[Problem statement]:
Wherever the string "usize" appears in the entries below, return the line that holds it.

[Extracted records]:

//! Adjacency builder: raw ownership declarations to a frozen structure.
//!
//! Declarations arrive in any order. A name first seen as a weighted child is
//! provisionally a stock; [`AdjacencyBuilder::finalize`] moves it into the
//! container bucket if it was ever declared as a container, then freezes the
//! result into an [`Adjacency`] and rejects ownership cycles.
//!
//! ```rust
//! use navgraph_engine::adjacency::AdjacencyBuilder;
//! use navgraph_core::ComponentKind;
//!
//! let mut builder = AdjacencyBuilder::new();
//! builder.declare_ownership("TECH", 2.0, "INDUSTRIALS").unwrap();
//! builder.declare_container("INDUSTRIALS").unwrap();
//! builder.declare_container("TECH").unwrap();
//! builder.declare_ownership("AAPL", 100.0, "TECH").unwrap();
//!
//! let adjacency = builder.finalize().unwrap();
//! assert_eq!(adjacency.kind_of("TECH"), Some(ComponentKind::Portfolio));
//! assert_eq!(adjacency.kind_of("AAPL"), Some(ComponentKind::Stock));
//! ```

use std::collections::HashMap;

use petgraph::algo::toposort;
use petgraph::graphmap::DiGraphMap;
use tracing::debug;

use navgraph_core::{ComponentKind, Declaration, GraphError, GraphResult};

/// One (parent, weight) entry in a child's owner list.
#[derive(Debug, Clone, PartialEq)]
pub struct Ownership {
    /// Owning portfolio.
    pub parent: String,
    /// Units of the child held by `parent`.
    pub weight: f64,
}

/// Insertion-ordered map from component name to its owners.
#[derive(Debug, Clone, Default)]
struct Bucket {
    names: Vec<String>,
    owners: Vec<Vec<Ownership>>,
    index: HashMap<String, usize>,
}

impl Bucket {
    fn contains(&self, name: &str) -> bool {
        self.index.contains_key(name)
    }

    fn get(&self, name: &str) -> Option<&[Ownership]> {
        self.index.get(name).map(|&i| self.owners[i].as_slice())
    }

    fn entry(&mut self, name: &str) -> &mut Vec<Ownership> {
        let i = match self.index.get(name) {
            Some(&i) => i,
            None => {
                let i = self.names.len();
                self.names.push(name.to_string());
                self.owners.push(Vec::new());
                self.index.insert(name.to_string(), i);
                i
            }
        };
        &mut self.owners[i]
    }

    fn iter(&self) -> impl Iterator<Item = (&str, &[Ownership])> {
        self.names
            .iter()
            .map(String::as_str)
            .zip(self.owners.iter().map(Vec::as_slice))
    }

    fn len(&self) -> usize {
        self.names.len()
    }

    /// Removes every entry whose name satisfies `pred`, keeping the order of
    /// the remaining entries.
    fn take_where(&mut self, pred: impl Fn(&str) -> bool) -> Vec<(String, Vec<Ownership>)> {
        let names = std::mem::take(&mut self.names);
        let owners = std::mem::take(&mut self.owners);
        self.index.clear();

        let mut taken = Vec::new();
        for (name, list) in names.into_iter().zip(owners) {
            if pred(&name) {
                taken.push((name, list));
            } else {
                self.index.insert(name.clone(), self.names.len());
                self.names.push(name);
                self.owners.push(list);
            }
        }
        taken
    }
}

/// Adds `weight` to an existing edge to `parent`, or appends a new edge.
fn accumulate(owners: &mut Vec<Ownership>, parent: &str, weight: f64) {
    match owners.iter_mut().find(|o| o.parent == parent) {
        Some(existing) => existing.weight += weight,
        None => owners.push(Ownership {
            parent: parent.to_string(),
            weight,
        }),
    }
}

fn check_name(name: &str) -> GraphResult<()> {
    if name.trim().is_empty() {
        return Err(GraphError::invalid_declaration(name, "name cannot be empty"));
    }
    Ok(())
}

// =============================================================================
// BUILDER
// =============================================================================

/// Accumulates declarations until the structure is frozen.
#[derive(Debug, Clone, Default)]
pub struct AdjacencyBuilder {
    containers: Bucket,
    leaves: Bucket,
}

impl AdjacencyBuilder {
    /// Creates an empty builder.
    pub fn new() -> Self {
        Self::default()
    }

    /// Registers `name` as a container. Idempotent.
    pub fn declare_container(&mut self, name: &str) -> GraphResult<()> {
        check_name(name)?;
        if !self.containers.contains(name) {
            self.containers.entry(name);
        }
        Ok(())
    }

    /// Records that `parent` holds `weight` units of `child`.
    ///
    /// Repeat declarations of the same pair add their weights.
    pub fn declare_ownership(&mut self, child: &str, weight: f64, parent: &str) -> GraphResult<()> {
        check_name(child)?;
        if parent.trim().is_empty() {
            return Err(GraphError::invalid_declaration(child, "parent cannot be empty"));
        }
        if !weight.is_finite() {
            return Err(GraphError::invalid_declaration(
                child,
                format!("weight must be finite, got {weight}"),
            ));
        }

        accumulate(self.leaves.entry(child), parent, weight);
        Ok(())
    }

    /// Applies a single declaration record.
    pub fn declare(&mut self, record: Declaration) -> GraphResult<()> {
        match (record.weight, record.parent.as_deref()) {
            (None, None) => self.declare_container(&record.name),
            (Some(weight), Some(parent)) => self.declare_ownership(&record.name, weight, parent),
            (None, Some(parent)) => Err(GraphError::invalid_declaration(
                record.name,
                format!("held by '{parent}' without a weight"),
            )),
            (Some(weight), None) => Err(GraphError::invalid_declaration(
                record.name,
                format!("weight {weight} given without a parent"),
            )),
        }
    }

    /// Applies declarations in order, stopping at the first invalid one.
    ///
    /// Returns the number of records applied.
    pub fn extend<I>(&mut self, records: I) -> GraphResult<usize>
    where
        I: IntoIterator<Item = Declaration>,
    {
        let mut applied = 0;
        for record in records {
            self.declare(record)?;
            applied += 1;
        }
        Ok(applied)
    }

    /// Number of distinct names seen so far.
    pub fn len(&self) -> usize {
        self.containers.len()
            + self
                .leaves
                .iter()
                .filter(|(name, _)| !self.containers.contains(name))
                .count()
    }

    /// Returns true if nothing has been declared.
    pub fn is_empty(&self) -> bool {
        self.containers.len() == 0 && self.leaves.len() == 0
    }

    /// Reclassifies provisional leaves that are containers and freezes the
    /// structure.
    ///
    /// # Errors
    ///
    /// [`GraphError::CycleDetected`] if any portfolio (transitively) holds
    /// itself.
    pub fn finalize(mut self) -> GraphResult<Adjacency> {
        let containers = &self.containers;
        let moved = self.leaves.take_where(|name| containers.contains(name));

        let reclassified = moved.len();
        for (name, owners) in moved {
            let entry = self.containers.entry(&name);
            for o in owners {
                accumulate(entry, &o.parent, o.weight);
            }
        }

        let adjacency = Adjacency {
            containers: self.containers,
            leaves: self.leaves,
        };
        adjacency.check_acyclic()?;

        debug!(
            portfolios = adjacency.container_count(),
            stocks = adjacency.leaf_count(),
            reclassified,
            "Structure finalized"
        );

        Ok(adjacency)
    }
}

// =============================================================================
// FROZEN ADJACENCY
// =============================================================================

/// Frozen, reclassified ownership structure.
#[derive(Debug, Clone)]
pub struct Adjacency {
    containers: Bucket,
    leaves: Bucket,
}

impl Adjacency {
    /// Portfolios and their owners, in declaration order.
    pub fn containers(&self) -> impl Iterator<Item = (&str, &[Ownership])> {
        self.containers.iter()
    }

    /// Stocks and their owners, in first-seen order.
    pub fn leaves(&self) -> impl Iterator<Item = (&str, &[Ownership])> {
        self.leaves.iter()
    }

    /// Owners of `name`, whichever kind it is.
    pub fn parents_of(&self, name: &str) -> Option<&[Ownership]> {
        self.containers.get(name).or_else(|| self.leaves.get(name))
    }

    /// Classification of `name`.
    pub fn kind_of(&self, name: &str) -> Option<ComponentKind> {
        if self.containers.contains(name) {
            Some(ComponentKind::Portfolio)
        } else if self.leaves.contains(name) {
            Some(ComponentKind::Stock)
        } else {
            None
        }
    }

    /// Number of portfolios.
    pub fn container_count(&self) -> usize {
        self.containers.len()
    }

    /// Number of stocks.
    pub fn leaf_count(&self) -> usize {
        self.leaves.len()
    }

    /// Total number of components.
    pub fn len(&self) -> usize {
        self.container_count() + self.leaf_count()
    }

    /// Returns true if the structure has no components.
    pub fn is_empty(&self) -> bool {
        self.len() == 0
    }

    /// Only portfolio-to-portfolio edges can close a cycle: stocks are never
    /// owners.
    fn check_acyclic(&self) -> GraphResult<()> {
        let mut graph: DiGraphMap<&str, ()> = DiGraphMap::new();
        for (child, owners) in self.containers.iter() {
            graph.add_node(child);
            for o in owners {
                if self.containers.contains(&o.parent) {
                    graph.add_edge(child, o.parent.as_str(), ());
                }
            }
        }

        toposort(&graph, None)
            .map(|_| ())
            .map_err(|cycle| GraphError::cycle(cycle.node_id()))
    }
}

[Answer area]:
    index: HashMap<String, usize>,
    fn len(&self) -> usize {
    pub fn extend<I>(&mut self, records: I) -> GraphResult<usize>
    pub fn len(&self) -> usize {
    pub fn container_count(&self) -> usize {
    pub fn leaf_count(&self) -> usize {
    pub fn len(&self) -> usize {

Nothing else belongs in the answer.